Microbiome and Metabolome driven differentiation of TGF-β producing Tregs leads to Senescence and HIV latency

Current therapeutic interventions to eradicate latent HIV (“reservoir”) and restore immune function in ART-treated HIV infection have yet to show efficacy. To explore mechanisms of HIV persistence, we apply an integrated systems biology approach and identify a distinct group of individuals with poor CD4 T-cell reconstitution (Immunologic non-responders, “INRs”) and high frequencies of cells with inducible HIV. Contrary to the prevailing notion that immune activation drives HIV persistence and immune dysfunction, peripheral blood leukocytes from these subjects have enhanced expression of a network of genes regulated by cellular senescence driving transcription factors (TFs) FOXO3, SMAD2 and IRF3. In these subjects, increased frequencies of regulatory T cells and expression of the TGF-β signaling cascade are complimented by the downregulation of cell cycle, metabolic and pro-inflammatory pathways.
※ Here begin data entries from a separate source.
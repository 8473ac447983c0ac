//! Store configuration via `jsondb.toml`
//!
//! Every field has a default, so an empty file (or no file at all, through
//! [`StoreConfig::default`]) gives a working store.

use jsondb_core::error::{Error, Result};
use jsondb_storage::batch::DEFAULT_BATCH_THRESHOLD;
use jsondb_storage::dialect::DatabaseKind;
use jsondb_storage::pool::{PoolOptions, MEMORY_PATH};
use serde::{Deserialize, Serialize};
use std::path::{Path, PathBuf};
use std::time::Duration;

/// Default config file name.
pub const CONFIG_FILE_NAME: &str = "jsondb.toml";

/// Store configuration loaded from `jsondb.toml`.
///
/// # Example
///
/// ```toml
/// path = "data/jsondb.sqlite"
/// pool_size = 4
/// batch_threshold_bytes = 524288
/// ```
#[derive(Debug, Clone, PartialEq, Serialize, Deserialize)]
pub struct StoreConfig {
    /// Database file, or `":memory:"`
    #[serde(default = "default_path")]
    pub path: PathBuf,
    /// Number of pooled connections (in-memory databases always use one)
    #[serde(default = "default_pool_size")]
    pub pool_size: usize,
    /// How long to wait for a pooled connection, in milliseconds
    #[serde(default = "default_acquire_timeout_ms")]
    pub acquire_timeout_ms: u64,
    /// How long SQLite retries a locked database, in milliseconds
    #[serde(default = "default_busy_timeout_ms")]
    pub busy_timeout_ms: u64,
    /// Use the WAL journal for file databases
    #[serde(default = "default_true")]
    pub wal_mode: bool,
    /// Buffered insert size that triggers a batch flush, in bytes
    #[serde(default = "default_batch_threshold")]
    pub batch_threshold_bytes: usize,
    /// Create the documents table on open
    #[serde(default = "default_true")]
    pub create_tables: bool,
    /// Skip detection and treat the backend as this kind
    #[serde(default, skip_serializing_if = "Option::is_none")]
    pub database_kind: Option<DatabaseKind>,
}

fn default_path() -> PathBuf {
    PathBuf::from("jsondb.sqlite")
}

fn default_pool_size() -> usize {
    4
}

fn default_acquire_timeout_ms() -> u64 {
    30_000
}

fn default_busy_timeout_ms() -> u64 {
    5_000
}

fn default_true() -> bool {
    true
}

fn default_batch_threshold() -> usize {
    DEFAULT_BATCH_THRESHOLD
}

impl Default for StoreConfig {
    fn default() -> Self {
        Self {
            path: default_path(),
            pool_size: default_pool_size(),
            acquire_timeout_ms: default_acquire_timeout_ms(),
            busy_timeout_ms: default_busy_timeout_ms(),
            wal_mode: true,
            batch_threshold_bytes: default_batch_threshold(),
            create_tables: true,
            database_kind: None,
        }
    }
}

impl StoreConfig {
    /// Config for a private in-memory database.
    pub fn in_memory() -> Self {
        Self::at(MEMORY_PATH)
    }

    /// Default config for a database file at `path`.
    pub fn at(path: impl Into<PathBuf>) -> Self {
        Self {
            path: path.into(),
            ..Self::default()
        }
    }

    /// Returns the default config file content with comments.
    pub fn default_toml() -> &'static str {
        r#"# jsondb configuration
#
# Database file. Use ":memory:" for a throwaway in-memory database.
path = "jsondb.sqlite"

# Pooled connections (in-memory databases always use one)
pool_size = 4

# Milliseconds to wait for a free pooled connection
acquire_timeout_ms = 30000

# Milliseconds SQLite keeps retrying a locked database
busy_timeout_ms = 5000

# Write-ahead logging for file databases
wal_mode = true

# Buffered insert bytes (paths + values) before a batch is flushed (512 KiB)
batch_threshold_bytes = 524288

# Create the documents table when the store opens
create_tables = true

# Force a backend kind instead of detecting it:
# "sqlite", "postgresql", "cockroachdb" or "h2"
# database_kind = "sqlite"
"#
    }

    /// Read and parse config from a file path.
    pub fn load(path: &Path) -> Result<Self> {
        let content = std::fs::read_to_string(path).map_err(|e| {
            Error::Config(format!(
                "Failed to read config file '{}': {}",
                path.display(),
                e
            ))
        })?;
        let config: StoreConfig = toml::from_str(&content)?;
        config.validate()?;
        Ok(config)
    }

    /// Write the default config file if it does not already exist.
    pub fn write_default_if_missing(path: &Path) -> Result<()> {
        if !path.exists() {
            std::fs::write(path, Self::default_toml())?;
        }
        Ok(())
    }

    /// Serialize this config to TOML and write it to the given path.
    pub fn write_to_file(&self, path: &Path) -> Result<()> {
        let content = toml::to_string_pretty(self)
            .map_err(|e| Error::Config(format!("Failed to serialize config: {}", e)))?;
        std::fs::write(path, content)?;
        Ok(())
    }

    /// Reject values the store cannot run with.
    pub fn validate(&self) -> Result<()> {
        if self.pool_size == 0 {
            return Err(Error::Config("pool_size must be at least 1".into()));
        }
        if self.batch_threshold_bytes == 0 {
            return Err(Error::Config(
                "batch_threshold_bytes must be greater than 0".into(),
            ));
        }
        Ok(())
    }

    pub(crate) fn pool_options(&self) -> PoolOptions {
        PoolOptions {
            path: self.path.clone(),
            size: self.pool_size,
            acquire_timeout: Duration::from_millis(self.acquire_timeout_ms),
            busy_timeout: Duration::from_millis(self.busy_timeout_ms),
            wal_mode: self.wal_mode,
        }
    }
}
Lactobacillaceae family and metabolites (members of the butyrate family – i.e. α-ketobutyrate) were correlated with Treg frequencies in “Senescent-INRs” ex vivo, triggered the differentiation of TGF-β producing Tregs and promoted HIV latency establishment in vitro. These cascades, downstream of PD-1/TGF-β, prevent memory T cell differentiation and are associated with an increase in frequencies of cells with inducible HIV ex vivo. Our findings identify cellular senescence responses that can be targeted by PD-1 or TGF-β specific interventions that have shown safety and efficacy in cancer, and may prove to be crucial for HIV eradication. ### Competing Interest Statement The authors have declared no competing interest.